When that happens, inexperienced leaders may respond to big capacity/schedule/velocity issues by just trying harder without stepping back to evaluate if their targets are attainable based on current resources and approach.
I’ve seen leaders drive their team harder and harder, working nights and weekends without realizing that even with that surge in effort, they’ll still miss the deadline/target by a huge margin without going to senior leaders and asking for help.
When you realize you’re in over your head, go to your senior leaders, mentors, or peers ASAP — it’s only going to get worse. Maybe you need additional people (even if that hurts profitability in order to meet a commitment) or maybe it’s a technology investment to allow efficiency gains through automation. Or maybe you need to consider changing the target/finish line. Or something else. But don’t assume you’ll figure it out later.

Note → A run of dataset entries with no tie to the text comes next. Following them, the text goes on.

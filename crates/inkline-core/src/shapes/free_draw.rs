//! Freehand stroke shape.
//!
//! Points are stored relative to the shape origin so the whole stroke
//! translates by moving `point` alone.

use crate::geometry::{Bounds, point_to_fixed};
use crate::shapes::{ShapeType, StyleRecord, unique_id};
use kurbo::{Point, Vec2};
use serde::{Deserialize, Serialize};

#[derive(Debug, Clone, PartialEq, Serialize, Deserialize)]
#[serde(rename_all = "camelCase")]
pub struct FreeDrawShape {
    pub id: String,
    #[serde(default)]
    pub child_index: f64,
    pub point: Point,
    #[serde(default)]
    pub rotation: f64,
    #[serde(default)]
    pub styles: StyleRecord,
    #[serde(default)]
    pub points: Vec<Point>,
}

impl FreeDrawShape {
    /// A new stroke starting at `point`, with the start recorded as the
    /// first (zero) local point.
    pub fn new(point: Point, child_index: f64, styles: &StyleRecord) -> Self {
        Self {
            id: unique_id(),
            child_index,
            point,
            rotation: 0.0,
            styles: styles.pick(ShapeType::FreeDraw.style_props()),
            points: vec![Point::ZERO],
        }
    }

    /// Append a canvas-space point, stored relative to the origin.
    pub fn with_point(&self, canvas_point: Point) -> Self {
        let mut next = self.clone();
        next.points.push(point_to_fixed(canvas_point - self.point.to_vec2()));
        next
    }

    pub fn bounds(&self) -> Bounds {
        Bounds::from_points(&self.points).translated(self.point)
    }

    /// Shift the origin to the stroke's top-left corner so every local
    /// point is non-negative. Called once when the stroke is finished.
    pub fn normalized(&self) -> Self {
        let bounds = Bounds::from_points(&self.points);
        let offset = Vec2::new(bounds.min_x, bounds.min_y);
        if offset == Vec2::ZERO {
            return self.clone();
        }
        let mut next = self.clone();
        next.point = point_to_fixed(self.point + offset);
        next.points = self.points.iter().map(|p| point_to_fixed(*p - offset)).collect();
        next
    }
}

#[cfg(test)]
mod tests {
    use super::*;

    #[test]
    fn test_with_point_stores_relative() {
        let stroke = FreeDrawShape::new(Point::new(100.0, 100.0), 1.0, &StyleRecord::defaults());
        let stroke = stroke.with_point(Point::new(110.0, 95.0));
        assert_eq!(stroke.points.len(), 2);
        assert_eq!(stroke.points[1], Point::new(10.0, -5.0));
    }

    #[test]
    fn test_with_point_returns_new_instance() {
        let stroke = FreeDrawShape::new(Point::ZERO, 1.0, &StyleRecord::defaults());
        let extended = stroke.with_point(Point::new(5.0, 5.0));
        assert_eq!(stroke.points.len(), 1);
        assert_eq!(extended.points.len(), 2);
    }

    #[test]
    fn test_normalized_shifts_origin() {
        let stroke = FreeDrawShape::new(Point::new(100.0, 100.0), 1.0, &StyleRecord::defaults())
            .with_point(Point::new(90.0, 80.0))
            .with_point(Point::new(130.0, 110.0));
        let normalized = stroke.normalized();

        assert_eq!(normalized.point, Point::new(90.0, 80.0));
        for p in &normalized.points {
            assert!(p.x >= 0.0 && p.y >= 0.0);
        }
        // Canvas-space bounds are unchanged
        let before = stroke.bounds();
        let after = normalized.bounds();
        assert!((before.min_x - after.min_x).abs() < 1e-9);
        assert!((before.max_y - after.max_y).abs() < 1e-9);
    }

    #[test]
    fn test_normalized_is_identity_when_anchored() {
        let stroke = FreeDrawShape::new(Point::new(5.0, 5.0), 1.0, &StyleRecord::defaults())
            .with_point(Point::new(10.0, 10.0));
        assert_eq!(stroke.normalized(), stroke);
    }
}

It’s important as a leader to make time (especially when it doesn’t feel like you have any time for planning/reflection/zooming out) to step out of the tactical view and assess how you’re doing against the bigger picture goals/priorities/milestones (see Drucker’s What Makes an Effective Executive).
And when the issue isn’t the team’s overall velocity, but your personal, individual busy-ness, it’s critical to realize that unless this is some unique, temporary burst of work, things likely won’t get any better by you just trying harder — you probably need to invest the time you feel you don’t have, to ask for more help, or better publish/share the knowledge about the work/procedures you do, or invest in training the people you have.
Don’t think you can dig out of a hole of crazy-chaotic-busy-ness, by doing the same thing you’ve been doing only faster — it probably won’t work (and you’re only making it harder for yourself to dig out later)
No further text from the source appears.